Single by Jimin

from the album Face
- Language: Korean; English;
- Released: March 17, 2023
- Genre: Hip hop; pop;
- Length: 3:20
- Label: Big Hit
- Songwriters: Ghstloop; Pdogg; Jimin; Supreme Boi;
- Producers: Pdogg; Ghstloop;

Jimin singles chronology
| "Vibe" (2023) | "Set Me Free Pt. 2" (2023) | "Like Crazy" (2023) |

Music video
- "Set Me Free Pt. 2" on YouTube

= Set Me Free Pt. 2 =

2023 single by Jimin

"Set Me Free Pt. 2" is a song by South Korean singer Jimin of BTS, released as the lead single from his debut solo studio album Face on March 17, 2023, through Big Hit Music. An intense hip hop and pop track about Jimin's refusal to be brought down by those who criticize him and overcoming his internal battles, the song was written by Ghstloop, Pdogg, Jimin, and Supreme Boi, with the first two also responsible for production. The song features the singer rapping for the first time and also utilizes distorted vocal effects and Auto-Tune.

An accompanying music video shows Jimin performing the song, complete with elaborate choreography, in a circular room filled with flashing lights, surrounded by a large group of dancers.
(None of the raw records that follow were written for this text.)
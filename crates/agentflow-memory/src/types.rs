use agentflow_core::new_id;
use chrono::{DateTime, Utc};
use serde::{Deserialize, Serialize};
use std::collections::HashMap;

/// Recall limit applied when a query leaves `limit` unset or zero.
pub const DEFAULT_RECALL_LIMIT: usize = 10;

/// Retention class of a memory.
#[derive(Debug, Clone, Copy, PartialEq, Eq, Hash, Serialize, Deserialize)]
#[serde(rename_all = "snake_case")]
pub enum MemoryType {
    /// Recent observations, first to be evicted.
    ShortTerm,
    /// Promoted or explicitly durable memories.
    LongTerm,
    /// Scratch state for the task in progress.
    Working,
}

impl std::fmt::Display for MemoryType {
    fn fmt(&self, f: &mut std::fmt::Formatter<'_>) -> std::fmt::Result {
        match self {
            MemoryType::ShortTerm => write!(f, "short_term"),
            MemoryType::LongTerm => write!(f, "long_term"),
            MemoryType::Working => write!(f, "working"),
        }
    }
}

/// A single memory record.
#[derive(Debug, Clone, Serialize, Deserialize)]
pub struct Memory {
    pub id: String,
    pub memory_type: MemoryType,
    pub content: serde_json::Value,
    pub timestamp: DateTime<Utc>,
    /// In `[0, 1]`.
    pub importance: f64,
    #[serde(default)]
    pub context: HashMap<String, serde_json::Value>,
}

impl Memory {
    /// New memory with a fresh ID and the current time.
    pub fn new(memory_type: MemoryType, content: serde_json::Value, importance: f64) -> Self {
        Self {
            id: new_id(),
            memory_type,
            content,
            timestamp: Utc::now(),
            importance,
            context: HashMap::new(),
        }
    }

    pub fn short_term(content: serde_json::Value, importance: f64) -> Self {
        Self::new(MemoryType::ShortTerm, content, importance)
    }

    pub fn long_term(content: serde_json::Value, importance: f64) -> Self {
        Self::new(MemoryType::LongTerm, content, importance)
    }

    /// Attach a context tag.
    pub fn with_context(mut self, key: impl Into<String>, value: serde_json::Value) -> Self {
        self.context.insert(key.into(), value);
        self
    }

    /// Whether every `(key, value)` in `context` is present on this memory.
    pub fn matches_context(&self, context: &HashMap<String, serde_json::Value>) -> bool {
        context
            .iter()
            .all(|(k, v)| self.context.get(k).is_some_and(|mine| mine == v))
    }
}

/// Inclusive time window; open ends are unbounded.
#[derive(Debug, Clone, Copy, Default, PartialEq, Eq, Serialize, Deserialize)]
pub struct TimeRange {
    pub start: Option<DateTime<Utc>>,
    pub end: Option<DateTime<Utc>>,
}

impl TimeRange {
    pub fn new(start: Option<DateTime<Utc>>, end: Option<DateTime<Utc>>) -> Self {
        Self { start, end }
    }

    pub fn contains(&self, ts: DateTime<Utc>) -> bool {
        self.start.map_or(true, |s| ts >= s) && self.end.map_or(true, |e| ts <= e)
    }
}

/// Recall criteria. All set fields must match.
#[derive(Debug, Clone, Default, Serialize, Deserialize)]
pub struct MemoryQuery {
    pub memory_type: Option<MemoryType>,
    #[serde(default)]
    pub time_range: TimeRange,
    /// Minimum importance; `0.0` disables the check.
    #[serde(default)]
    pub min_importance: f64,
    #[serde(default)]
    pub context: HashMap<String, serde_json::Value>,
    /// Zero means [`DEFAULT_RECALL_LIMIT`].
    #[serde(default)]
    pub limit: usize,
}

impl MemoryQuery {
    pub fn recent(limit: usize) -> Self {
        Self {
            limit,
            ..Default::default()
        }
    }

    pub fn effective_limit(&self) -> usize {
        if self.limit == 0 {
            DEFAULT_RECALL_LIMIT
        } else {
            self.limit
        }
    }

    pub fn matches(&self, memory: &Memory) -> bool {
        self.memory_type.map_or(true, |t| memory.memory_type == t)
            && self.time_range.contains(memory.timestamp)
            && (self.min_importance <= 0.0 || memory.importance >= self.min_importance)
            && memory.matches_context(&self.context)
    }
}

/// Selection for [`crate::MemoryStore::forget`]. An empty `ids` list selects by the
/// remaining criteria only.
#[derive(Debug, Clone, Default, Serialize, Deserialize)]
pub struct MemoryFilter {
    #[serde(default)]
    pub ids: Vec<String>,
    pub memory_type: Option<MemoryType>,
    #[serde(default)]
    pub time_range: TimeRange,
    #[serde(default)]
    pub min_importance: f64,
    #[serde(default)]
    pub context: HashMap<String, serde_json::Value>,
}

impl MemoryFilter {
    pub fn by_ids(ids: impl IntoIterator<Item = impl Into<String>>) -> Self {
        Self {
            ids: ids.into_iter().map(Into::into).collect(),
            ..Default::default()
        }
    }

    pub fn matches(&self, memory: &Memory) -> bool {
        (self.ids.is_empty() || self.ids.contains(&memory.id))
            && self.memory_type.map_or(true, |t| memory.memory_type == t)
            && self.time_range.contains(memory.timestamp)
            && (self.min_importance <= 0.0 || memory.importance >= self.min_importance)
            && memory.matches_context(&self.context)
    }
}

/// Counts per retention class.
#[derive(Debug, Clone, Copy, Default, PartialEq, Eq, Serialize, Deserialize)]
pub struct MemoryStats {
    pub total_items: usize,
    pub short_term: usize,
    pub long_term: usize,
    pub working: usize,
    /// Memories dropped by consolidation since the store was created.
    pub evicted: usize,
    /// Short-term memories promoted to long-term by consolidation.
    pub promoted: usize,
}

/// Store selection for an agent. `store_type` `"default"` or empty selects the
/// in-memory store; `size` zero selects the default capacity.
#[derive(Debug, Clone, Default, PartialEq, Eq, Serialize, Deserialize)]
pub struct MemoryConfig {
    #[serde(default)]
    pub store_type: String,
    #[serde(default)]
    pub size: usize,
}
The single debuted at number 30 on the UK Singles Chart, becoming the highest-charting debut single by a Korean solo artist in OCC chart history at the time, and the Billboard Hot 100 in the United States.

== Music and lyrics ==
"Set Me Free Pt. 2" was written by Jimin, Supreme Boi, Ghstloop and Pdogg, while the latter two handled the production. Musically, it is a hip-hop and pop track that incorporates "band-style" trumpets, heavy bass drum, synth brass, vocal effects, and auto-tuned vocals. Lyrically, the song was described as a "self-liberation," where the singer "depict his agitation in a way that implies he wants to break out of any boxes in which he might be placed [in]." The lyrics, “Going insane to stay sane / Raise your hands for the past me" sees the singer refusing to be defeated by his "haters" and the hard times that life throws at him. Eventually with phrases like "Set me free" and "Finally free" repeated throughout, the song sees the singer "overcome his internal battles" and "break free from his mental confines". Confident in his newfound freedom, Jimin tells his critics to "get lost while he enjoys this 'prime time' revelation" through lines such as "F*ck all the opps" and "Look at me now/ I won't stop, even if they mock me."
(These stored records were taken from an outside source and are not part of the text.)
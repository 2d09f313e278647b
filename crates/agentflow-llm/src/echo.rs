use crate::provider::LlmProvider;
use crate::types::{ChatRequest, ChatResponse, CompletionRequest, CompletionResponse, ModelInfo, Usage};
use agentflow_core::{AgentflowError, AgentflowResult, ExecutionContext, Message, Role};
use async_trait::async_trait;
use std::collections::HashMap;
use std::time::Duration;

const ECHO_MODEL: &str = "echo-1";

/// Offline provider that answers `This is a response to: <prompt>`.
///
/// Token usage counts whitespace-separated words. An optional artificial delay
/// makes deadline behaviour observable in tests.
#[derive(Debug, Clone, Default)]
pub struct EchoProvider {
    delay: Option<Duration>,
}

impl EchoProvider {
    pub fn new() -> Self {
        Self::default()
    }

    pub fn with_delay(delay: Duration) -> Self {
        Self { delay: Some(delay) }
    }

    fn reply(prompt: &str) -> String {
        format!("This is a response to: {prompt}")
    }

    async fn pause(&self, ctx: &ExecutionContext) -> AgentflowResult<()> {
        match self.delay {
            Some(delay) => {
                ctx.run(async {
                    tokio::time::sleep(delay).await;
                    Ok(())
                })
                .await
            }
            None => ctx.check(),
        }
    }
}

fn words(text: &str) -> u64 {
    text.split_whitespace().count() as u64
}

#[async_trait]
impl LlmProvider for EchoProvider {
    fn name(&self) -> &str {
        "echo"
    }

    async fn list_models(&self, ctx: &ExecutionContext) -> AgentflowResult<Vec<ModelInfo>> {
        ctx.check()?;
        Ok(vec![ModelInfo {
            id: ECHO_MODEL.to_string(),
            name: "Echo".to_string(),
            provider: self.name().to_string(),
            capabilities: vec!["chat".to_string(), "completion".to_string()],
            max_tokens: 4096,
            metadata: HashMap::new(),
        }])
    }

    async fn complete(
        &self,
        ctx: &ExecutionContext,
        request: CompletionRequest,
    ) -> AgentflowResult<CompletionResponse> {
        self.pause(ctx).await?;
        let text = Self::reply(&request.prompt);
        let usage = Usage::new(words(&request.prompt), words(&text));
        Ok(CompletionResponse {
            text,
            model: if request.model.is_empty() {
                ECHO_MODEL.to_string()
            } else {
                request.model
            },
            usage,
            metadata: HashMap::new(),
        })
    }

    async fn chat(&self, ctx: &ExecutionContext, request: ChatRequest) -> AgentflowResult<ChatResponse> {
        self.pause(ctx).await?;
        let last_user = request
            .messages
            .iter()
            .rev()
            .find(|m| m.role == Role::User)
            .ok_or_else(|| AgentflowError::Llm("chat request has no user message".to_string()))?;

        let text = Self::reply(&last_user.content);
        let prompt_tokens = request.messages.iter().map(|m| words(&m.content)).sum();
        let usage = Usage::new(prompt_tokens, words(&text));
        Ok(ChatResponse {
            message: Message::assistant(text),
            model: if request.model.is_empty() {
                ECHO_MODEL.to_string()
            } else {
                request.model
            },
            usage,
        })
    }
}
== Commercial performance ==
"Set Me Free Pt. 2" was the second most-downloaded song of its release week in South Korea, with only two days of availability during the period dated March 12–18, 2023, and debuted at number 27 on the week 11 issue of the Gaon Digital Chart; it also debuted on Billboards South Korea Songs chart at number six. The song entered the top 100 of the component Streaming Chart in its second week, ranking at number 70 on the week 12 issue as the second-highest charting "Hot" entry (Note: Per the Circle Chart, "Hot" songs are those that have "Jumped up over 100 ranks".) for the week dated March 19–25.

In Japan, "Set Me Free Pt. 2" sold 4,647 copies on its first day of release, topping Oricon's daily Digital Singles chart issue for March 17, 2023. With three days of availability during an ongoing tracking period (dated March 13–19), the single went on to sell 6,423 cumulative copies and debuted atop the subsequent weekly digital chart issue dated March 27.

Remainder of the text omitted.